Vertebroplasty, the percutaneous injection of polymethylmethacrylate into the affected vertebral body, has been proposed as a treatment for painful osteoporotic vertebral fractures [13]. Using percutaneous injection of bone cement, these fractures can be stabilized and the vertebrae strengthened immediately after the procedure [4]. In addition to possible rapid reduction in pain, the immediate effect is an increase in anterior vertebral height (AVH), especially in gas-containing vertebrae [5, 6]. The restoration of AVH reduces the wedge angle of the vertebra and kyphosis in patients [6]. Realignment of the spinal column and regaining height in fractured vertebra may decrease complications and early morbidity related to compression fractures [7].

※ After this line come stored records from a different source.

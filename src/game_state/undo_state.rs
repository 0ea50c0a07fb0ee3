use crate::game_state::jieqi_types::*;

/// Single undo record for `make_move_in_place` / `unmake_move_in_place`.
///
/// Cells are stored as seen from the mover's perspective.
#[derive(Debug, Clone)]
pub struct UndoState {
    pub mv: Move,
    pub mover: Side,
    pub moved_cell: Cell,
    pub captured_cell: Cell,

    /// Identity the moving dark piece was revealed as.
    pub revealed_mover: Option<PieceKind>,
    /// Identity a captured dark piece was revealed as.
    pub revealed_capture: Option<PieceKind>,

    pub prev_zobrist_key: u64,
}
use rand::rngs::StdRng;
use rand::SeedableRng;

use crate::engines::engine_trait::{ThinkOutput, Thinker};
use crate::game_state::game_state::GameState;
use crate::move_generation::legal_move_apply::{make_move_in_place, unmake_move_in_place};
use crate::move_generation::legal_move_generator::JieqiMoveGenerator;
use crate::move_generation::move_generator::{MoveGenerationError, MoveGenerator};
use crate::moves::move_descriptions::move_to_notation;
use crate::search::board_scoring::{BoardScorer, JieqiScorer};

/// One-ply thinker: plays the move whose resulting position evaluates best.
///
/// The requested depth is ignored.
pub struct GreedyThinker<'a> {
    game_state: &'a mut GameState,
    move_generator: JieqiMoveGenerator,
    scorer: JieqiScorer,
    rng: StdRng,
}

impl<'a> GreedyThinker<'a> {
    pub fn new(game_state: &'a mut GameState, scorer: JieqiScorer, seed: u64) -> Self {
        Self {
            game_state,
            move_generator: JieqiMoveGenerator,
            scorer,
            rng: StdRng::seed_from_u64(seed),
        }
    }
}

impl Thinker for GreedyThinker<'_> {
    fn name(&self) -> &str {
        "Jieqi Greedy"
    }

    fn search(&mut self, _max_depth: u8) -> Result<ThinkOutput, MoveGenerationError> {
        self.game_state.generate_random_map(&mut self.rng);

        let legal_moves = self.move_generator.generate_legal_moves(self.game_state)?;
        let mut best: Option<(u16, i32)> = None;

        for mv in legal_moves {
            make_move_in_place(self.game_state, mv).map_err(|x| {
                MoveGenerationError::InvalidState(format!("make_move_in_place failed: {x}"))
            })?;
            // opponent to move now
            let score = -self.scorer.score(self.game_state);
            unmake_move_in_place(self.game_state).map_err(|x| {
                MoveGenerationError::InvalidState(format!("unmake_move_in_place failed: {x}"))
            })?;

            if best.map_or(true, |(_, best_score)| score > best_score) {
                best = Some((mv, score));
            }
        }

        let (best_move, score) = best.ok_or(MoveGenerationError::NoLegalMoves)?;
        Ok(ThinkOutput {
            best_move,
            notation: move_to_notation(best_move),
            score,
            depth: 1,
            nodes: 0,
            info_lines: vec![format!("info depth 1 score {score}")],
        })
    }
}
use crate::game_state::jieqi_types::*;
use crate::moves::move_descriptions::pack_move;

/// Destination a bottom-camp piece may land on: empty or an enemy piece.
#[inline]
pub fn is_enterable(cell: Cell) -> bool {
    match cell {
        Cell::Empty => true,
        Cell::Revealed(camp, _) | Cell::Dark(camp, _) => camp == Camp::Top,
        Cell::Offboard => false,
    }
}

#[inline]
pub fn push_if_enterable(placement: &Placement, from: Square, to: Square, out: &mut Vec<Move>) {
    if is_enterable(placement[to as usize]) {
        out.push(pack_move(from, to));
    }
}

/// Square of the bottom camp's general, if on the board.
pub fn bottom_general_square(placement: &Placement) -> Option<Square> {
    find_general(placement, Camp::Bottom)
}

pub fn find_general(placement: &Placement, camp: Camp) -> Option<Square> {
    placement
        .iter()
        .position(|cell| *cell == Cell::Revealed(camp, PieceKind::King))
        .map(|index| index as Square)
}
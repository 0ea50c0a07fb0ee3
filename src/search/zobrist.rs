//! Zobrist hashing for position identity and repetition tracking.
//!
//! Keys are generated from a fixed seed so hashes are deterministic across
//! runs. Squares are always red-perspective squares and sides are absolute,
//! so the same position hashes identically whichever perspective produced it.
//! Dark pieces hash by their marker, never by an assumed identity.

use std::sync::OnceLock;

use crate::game_state::jieqi_types::*;
use crate::utils::notation::{board_squares, reverse};

#[derive(Debug)]
struct ZobristTables {
    cell_square: [[[u64; BOARD_CELLS]; CELL_CODE_COUNT]; 2],
    side_to_move: u64,
}

static TABLES: OnceLock<Box<ZobristTables>> = OnceLock::new();

#[inline]
fn tables() -> &'static ZobristTables {
    TABLES.get_or_init(build_tables)
}

fn build_tables() -> Box<ZobristTables> {
    let mut seed: u64 = 0x6A09_E667_F3BC_C908;

    let mut cell_square = [[[0u64; BOARD_CELLS]; CELL_CODE_COUNT]; 2];
    for side in &mut cell_square {
        for code in side {
            for sq in code {
                *sq = next_random_u64(&mut seed);
            }
        }
    }

    let side_to_move = next_random_u64(&mut seed);

    Box::new(ZobristTables {
        cell_square,
        side_to_move,
    })
}

#[inline]
fn next_random_u64(state: &mut u64) -> u64 {
    // splitmix64
    *state = state.wrapping_add(0x9E37_79B9_7F4A_7C15);
    let mut z = *state;
    z = (z ^ (z >> 30)).wrapping_mul(0xBF58_476D_1CE4_E5B9);
    z = (z ^ (z >> 27)).wrapping_mul(0x94D0_49BB_1331_11EB);
    z ^ (z >> 31)
}

/// Key term for an occupied cell owned by `side` on `red_square`.
///
/// Empty and offboard cells contribute nothing.
#[inline]
pub fn cell_key(side: Side, cell: Cell, red_square: Square) -> u64 {
    match cell.code() {
        Some(code) => tables().cell_square[side.index()][code][red_square as usize],
        None => 0,
    }
}

/// Key term for a cell read from `perspective`'s placement at `square`.
#[inline]
pub fn perspective_cell_key(perspective: Side, cell: Cell, square: Square) -> u64 {
    let Some(camp) = cell.camp() else {
        return 0;
    };
    let red_square = match perspective {
        Side::Red => square,
        Side::Black => reverse(square),
    };
    cell_key(camp.side_from(perspective), cell, red_square)
}

/// Side-to-move toggle (xored in when black is to move).
#[inline]
pub fn side_to_move_key() -> u64 {
    tables().side_to_move
}

/// Full recomputation from the red-perspective placement.
pub fn compute_zobrist_key(game_state: &GameState) -> u64 {
    let red = &game_state.placement[Side::Red.index()];
    let mut key = 0u64;
    for square in board_squares() {
        key ^= perspective_cell_key(Side::Red, red[square as usize], square);
    }
    if game_state.side_to_move == Side::Black {
        key ^= side_to_move_key();
    }
    key
}
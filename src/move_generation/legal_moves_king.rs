use crate::game_state::jieqi_rules::in_bottom_palace;
use crate::game_state::jieqi_types::*;
use crate::move_generation::legal_move_shared::push_if_enterable;
use crate::moves::move_descriptions::pack_move;
use crate::moves::piece_deltas::{offset, ORTHOGONAL};

/// Palace steps plus the flying-general capture up an open file.
pub fn generate_king_moves(placement: &Placement, from: Square, out: &mut Vec<Move>) {
    for delta in ORTHOGONAL {
        let to = offset(from, delta);
        if placement[to as usize] == Cell::Offboard || !in_bottom_palace(to) {
            continue;
        }
        push_if_enterable(placement, from, to, out);
    }

    let mut to = offset(from, 16);
    while placement[to as usize].is_empty() {
        to = offset(to, 16);
    }
    if placement[to as usize] == Cell::Revealed(Camp::Top, PieceKind::King) {
        out.push(pack_move(from, to));
    }
}
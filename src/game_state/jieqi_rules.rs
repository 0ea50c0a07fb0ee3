//! Canonical Jieqi rule constants.
//!
//! Row 0 is red's back rank. Every piece except the generals starts face-down
//! on its xiangqi start square; the dark marker letter encodes that square's
//! piece, which is how the piece moves until it is revealed.

use crate::game_state::jieqi_types::{PieceCounts, PieceKind, Square};
use crate::utils::notation::{col_of, row_of};

/// Starting layout in external board text, row 0 first.
pub const STARTING_POSITION: &str = concat!(
    "DEFGKGFED",
    ".........",
    ".H.....H.",
    "I.I.I.I.I",
    ".........",
    ".........",
    "i.i.i.i.i",
    ".h.....h.",
    ".........",
    "defgkgfed",
);

/// Full set of one side, generals included.
pub const INITIAL_PIECE_COUNTS: PieceCounts = PieceCounts::from_array([2, 2, 2, 2, 1, 2, 5]);

/// Identities that start face-down for one side (the set minus the general).
pub const INITIAL_CONCEALED_COUNTS: PieceCounts = PieceCounts::from_array([2, 2, 2, 2, 0, 2, 5]);

/// Total of [`INITIAL_CONCEALED_COUNTS`].
pub const CONCEALABLE_TOTAL: u8 = 15;

/// Last row on the bottom camp's own side of the river.
pub const RIVER_LAST_OWN_ROW: u8 = 4;

/// Bottom camp palace: rows 0..=2, columns 3..=5.
#[inline]
pub fn in_bottom_palace(square: Square) -> bool {
    row_of(square) <= 2 && (3..=5).contains(&col_of(square))
}

/// Whether a bottom-camp piece on `square` stands across the river.
#[inline]
pub fn crossed_river(square: Square) -> bool {
    row_of(square) > RIVER_LAST_OWN_ROW
}

/// Piece for which `square` is a start square on the bottom side, if any.
pub fn start_square_kind(square: Square) -> Option<PieceKind> {
    let row = row_of(square);
    let col = col_of(square);
    match (row, col) {
        (0, 0) | (0, 8) => Some(PieceKind::Rook),
        (0, 1) | (0, 7) => Some(PieceKind::Knight),
        (0, 2) | (0, 6) => Some(PieceKind::Bishop),
        (0, 3) | (0, 5) => Some(PieceKind::Advisor),
        (0, 4) => Some(PieceKind::King),
        (2, 1) | (2, 7) => Some(PieceKind::Cannon),
        (3, 0) | (3, 2) | (3, 4) | (3, 6) | (3, 8) => Some(PieceKind::Pawn),
        _ => None,
    }
}
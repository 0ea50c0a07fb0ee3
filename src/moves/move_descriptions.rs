use crate::game_state::jieqi_types::{Move, Square};
use crate::utils::notation::encode_move;

const FROM_SHIFT: u16 = 8;
const SQUARE_MASK: u16 = 0xFF;

#[inline]
pub const fn pack_move(from: Square, to: Square) -> Move {
    ((from as u16) << FROM_SHIFT) | to as u16
}

#[inline]
pub const fn move_from(mv: Move) -> Square {
    ((mv >> FROM_SHIFT) & SQUARE_MASK) as Square
}

#[inline]
pub const fn move_to(mv: Move) -> Square {
    (mv & SQUARE_MASK) as Square
}

/// 4-char notation of a packed move, in the frame it was generated in.
#[inline]
pub fn move_to_notation(mv: Move) -> String {
    encode_move(move_from(mv), move_to(mv))
}

#[cfg(test)]
mod tests {
    use super::*;
    use crate::utils::notation::to_internal;

    #[test]
    fn pack_and_unpack_squares() {
        let from = to_internal(2, 1);
        let to = to_internal(9, 1);
        let mv = pack_move(from, to);
        assert_eq!(move_from(mv), from);
        assert_eq!(move_to(mv), to);
        assert_eq!(move_to_notation(mv), "b2b9");
    }
}
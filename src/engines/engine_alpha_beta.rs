use std::sync::Arc;

use rand::rngs::StdRng;
use rand::SeedableRng;

use crate::engines::engine_trait::{ThinkOutput, Thinker};
use crate::game_state::game_state::GameState;
use crate::game_state::jieqi_types::Side;
use crate::move_generation::legal_move_generator::JieqiMoveGenerator;
use crate::move_generation::move_generator::MoveGenerationError;
use crate::moves::move_descriptions::move_to_notation;
use crate::search::board_scoring::JieqiScorer;
use crate::search::iterative_deepening::{
    iterative_deepening_search, principal_variation_from_tt, SearchConfig,
};
use crate::search::transposition_table::SharedTranspositionTable;

/// Iterative-deepening alpha-beta over one determinization of the position.
pub struct AlphaBetaThinker<'a> {
    game_state: &'a mut GameState,
    move_generator: JieqiMoveGenerator,
    scorer: JieqiScorer,
    tt: Arc<SharedTranspositionTable>,
    rng: StdRng,
}

impl<'a> AlphaBetaThinker<'a> {
    pub fn new(
        game_state: &'a mut GameState,
        scorer: JieqiScorer,
        tt: Arc<SharedTranspositionTable>,
        seed: u64,
    ) -> Self {
        Self {
            game_state,
            move_generator: JieqiMoveGenerator,
            scorer,
            tt,
            rng: StdRng::seed_from_u64(seed),
        }
    }
}

impl Thinker for AlphaBetaThinker<'_> {
    fn name(&self) -> &str {
        "Jieqi AlphaBeta"
    }

    fn search(&mut self, max_depth: u8) -> Result<ThinkOutput, MoveGenerationError> {
        self.game_state.generate_random_map(&mut self.rng);
        debug_assert!(self
            .game_state
            .dark
            .is_fully_assigned(&self.game_state.placement[Side::Red.index()]));
        log::debug!("drew identities for the dark pieces");

        let depth = max_depth.max(1);
        let result = iterative_deepening_search(
            self.game_state,
            &self.move_generator,
            &self.scorer,
            SearchConfig { max_depth: depth },
            &self.tt,
        )?;
        let best_move = result.best_move.ok_or(MoveGenerationError::NoLegalMoves)?;

        let pv: Vec<String> =
            principal_variation_from_tt(self.game_state, &self.move_generator, &self.tt, depth)
                .into_iter()
                .map(move_to_notation)
                .collect();

        let mut info_lines = vec![format!(
            "info depth {} score {} nodes {} nps {}",
            result.reached_depth, result.best_score, result.nodes, result.nps
        )];
        if !pv.is_empty() {
            info_lines.push(format!("info pv {}", pv.join(" ")));
        }

        Ok(ThinkOutput {
            best_move,
            notation: move_to_notation(best_move),
            score: result.best_score,
            depth: result.reached_depth,
            nodes: result.nodes,
            info_lines,
        })
    }
}

#[cfg(test)]
mod tests {
    use super::*;
    use crate::engines::engine_trait::is_error_answer;
    use crate::move_generation::legal_move_generator::generate_legal_moves_in_place;
    use crate::utils::notation::{board_squares, decode_move};
    use crate::moves::move_descriptions::pack_move;

    fn shared() -> Arc<SharedTranspositionTable> {
        SharedTranspositionTable::with_capacity(1 << 16)
    }

    #[test]
    fn opening_answer_is_a_legal_move() {
        let mut game = GameState::new_game();
        let answer = AlphaBetaThinker::new(&mut game, JieqiScorer::default(), shared(), 5).think(2);
        assert!(!is_error_answer(&answer), "got {answer}");

        let (from, to) = decode_move(&answer).expect("notation");
        let legal = generate_legal_moves_in_place(&game).expect("moves");
        assert!(legal.contains(&pack_move(from, to)));
    }

    #[test]
    fn thinking_determinizes_the_position() {
        let mut game = GameState::new_game();
        AlphaBetaThinker::new(&mut game, JieqiScorer::default(), shared(), 5)
            .search(1)
            .expect("search");
        assert!(game
            .dark
            .is_fully_assigned(&game.placement[Side::Red.index()]));
    }

    #[test]
    fn each_search_redraws_the_assignment() {
        let mut game = GameState::new_game();
        let mut thinker = AlphaBetaThinker::new(&mut game, JieqiScorer::default(), shared(), 5);
        let mut draws = Vec::new();
        for _ in 0..4 {
            thinker.search(1).expect("search");
            let assumed: Vec<_> = board_squares()
                .map(|square| thinker.game_state.dark.assumed_value(square))
                .collect();
            draws.push(assumed);
        }
        assert!(draws.windows(2).any(|pair| pair[0] != pair[1]));
    }

    #[test]
    fn empty_board_reports_no_legal_moves() {
        let mut game = GameState::new_empty();
        let answer = AlphaBetaThinker::new(&mut game, JieqiScorer::default(), shared(), 0).think(1);
        assert_eq!(answer, "ERROR:no legal moves");
    }

    #[test]
    fn search_reports_depth_and_pv() {
        let mut game = GameState::new_game();
        let output = AlphaBetaThinker::new(&mut game, JieqiScorer::default(), shared(), 9)
            .search(2)
            .expect("search");
        assert_eq!(output.depth, 2);
        assert!(output.info_lines.iter().any(|l| l.starts_with("info pv ")));
    }
}
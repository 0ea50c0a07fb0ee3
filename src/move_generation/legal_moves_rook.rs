use crate::game_state::jieqi_types::*;
use crate::move_generation::legal_move_shared::is_enterable;
use crate::moves::move_descriptions::pack_move;
use crate::moves::piece_deltas::{offset, ORTHOGONAL};

pub fn generate_rook_moves(placement: &Placement, from: Square, out: &mut Vec<Move>) {
    for delta in ORTHOGONAL {
        let mut to = offset(from, delta);
        loop {
            let cell = placement[to as usize];
            if cell.is_empty() {
                out.push(pack_move(from, to));
                to = offset(to, delta);
                continue;
            }
            if is_enterable(cell) {
                out.push(pack_move(from, to));
            }
            break;
        }
    }
}

#[cfg(test)]
mod tests {
    use super::*;
    use crate::utils::notation::{empty_placement, to_internal};

    #[test]
    fn rook_stops_at_own_piece_and_captures_enemy() {
        let mut placement = empty_placement();
        let from = to_internal(0, 0);
        placement[from as usize] = Cell::Revealed(Camp::Bottom, PieceKind::Rook);
        placement[to_internal(3, 0) as usize] = Cell::Dark(Camp::Bottom, PieceKind::Pawn);
        placement[to_internal(0, 2) as usize] = Cell::Dark(Camp::Top, PieceKind::Bishop);

        let mut moves = Vec::new();
        generate_rook_moves(&placement, from, &mut moves);
        // two up, one right, one capture
        assert_eq!(moves.len(), 4);
        assert!(moves.contains(&pack_move(from, to_internal(0, 2))));
        assert!(!moves.contains(&pack_move(from, to_internal(3, 0))));
    }
}
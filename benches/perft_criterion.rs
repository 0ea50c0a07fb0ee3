use std::sync::Arc;
use std::time::Duration;

use criterion::{black_box, criterion_group, criterion_main, BenchmarkId, Criterion, Throughput};
use rand::rngs::StdRng;
use rand::SeedableRng;

use jieqi_engine::game_state::game_state::GameState;
use jieqi_engine::game_state::jieqi_rules::STARTING_POSITION;
use jieqi_engine::move_generation::legal_move_generator::JieqiMoveGenerator;
use jieqi_engine::move_generation::move_generator::MoveGenerator;
use jieqi_engine::move_generation::perft::{perft, perft_multi_threaded};

#[derive(Clone, Copy)]
struct BenchCase {
    name: &'static str,
    board: &'static str,
    red_to_move: bool,
    max_depth: u8,
}

// Rooks traded off, both cannons advanced.
const MIDDLEGAME: &str = concat!(
    ".EFGKGFE.",
    ".........",
    "....H..H.",
    "I.I.I.I.I",
    ".........",
    ".........",
    "i.i.i.i.i",
    ".h....h..",
    ".........",
    ".efgkgfe.",
);

const CASES: &[BenchCase] = &[
    BenchCase {
        name: "opening_red",
        board: STARTING_POSITION,
        red_to_move: true,
        max_depth: 3,
    },
    BenchCase {
        name: "opening_black",
        board: STARTING_POSITION,
        red_to_move: false,
        max_depth: 3,
    },
    BenchCase {
        name: "middlegame",
        board: MIDDLEGAME,
        red_to_move: true,
        max_depth: 3,
    },
];

fn bench_perft(c: &mut Criterion) {
    let max_depth = std::env::var("JIEQI_PERFT_DEPTH")
        .ok()
        .and_then(|v| v.parse::<u8>().ok())
        .unwrap_or(3);

    let mut group = c.benchmark_group("perft");
    group.warm_up_time(Duration::from_secs(1));
    group.measurement_time(Duration::from_secs(4));
    group.sample_size(20);

    let generator = JieqiMoveGenerator;
    for case in CASES {
        let mut game = GameState::from_external(case.board.as_bytes(), case.red_to_move, 0)
            .expect("benchmark board should parse");
        game.generate_random_map(&mut StdRng::seed_from_u64(0x5eed));

        if case.board == STARTING_POSITION {
            // Correctness guard before benchmarking.
            let first = perft(&generator, &game, 1).expect("perft should run");
            assert_eq!(first.nodes, 44, "opening move count for {}", case.name);
        }

        for depth in 1..=case.max_depth.min(max_depth) {
            let nodes = perft(&generator, &game, depth).expect("perft should run").nodes;
            group.throughput(Throughput::Elements(nodes as u64));
            group.bench_with_input(
                BenchmarkId::new(case.name, format!("d{depth}")),
                &game,
                |b, game| {
                    b.iter(|| {
                        let count = perft(black_box(&generator), black_box(game), black_box(depth))
                            .expect("perft benchmark run should succeed");
                        assert_eq!(count.nodes, nodes);
                        black_box(count.nodes)
                    });
                },
            );
        }
    }

    group.finish();
}

fn bench_perft_threaded(c: &mut Criterion) {
    let mut group = c.benchmark_group("perft_threaded");
    group.warm_up_time(Duration::from_secs(1));
    group.measurement_time(Duration::from_secs(4));
    group.sample_size(10);

    let mut game = GameState::new_game();
    game.generate_random_map(&mut StdRng::seed_from_u64(0x5eed));
    let generator: Arc<dyn MoveGenerator> = Arc::new(JieqiMoveGenerator);
    let depth = 3;
    let expected = perft(&JieqiMoveGenerator, &game, depth)
        .expect("perft should run")
        .nodes;

    group.throughput(Throughput::Elements(expected as u64));
    group.bench_function(BenchmarkId::new("opening", format!("d{depth}")), |b| {
        b.iter(|| {
            let count = perft_multi_threaded(Arc::clone(&generator), black_box(&game), depth)
                .expect("threaded perft should run");
            assert_eq!(count.nodes, expected);
            black_box(count.nodes)
        });
    });

    group.finish();
}

criterion_group!(perft_benches, bench_perft, bench_perft_threaded);
criterion_main!(perft_benches);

However, refracture of cemented vertebrae [8] was evident in about 60% of reported cases with a mean follow-up of 27 months [9]. Gas-containing clefts are reported to be at increased risk for subsequent fractures, and treatment of these clefts is also associated with increased rates of adjacent fractures after vertebroplasty [811]. Refracture may result from unfilled space left during the procedure or crushing of fragile trabeculae underneath by the cement during follow-up [9]. Both of these causes suggest impaired bone marrow integrity of the injured vertebrae.

Magnetic resonance imaging (MRI) has been useful in the evaluation of benign osteoporotic and malignant vertebral fractures and in determining the precise vertebral level which requires treatment preoperatively [8, 12, 13]. Intravertebral cleft and bone marrow edema patterns visualized pre- and post-procedure by MRI also used to monitor pain relief and cement distribution [8, 1416]. Whether or not preoperative MRI can be used to predict further collapse of cemented vertebrae remains uncertain.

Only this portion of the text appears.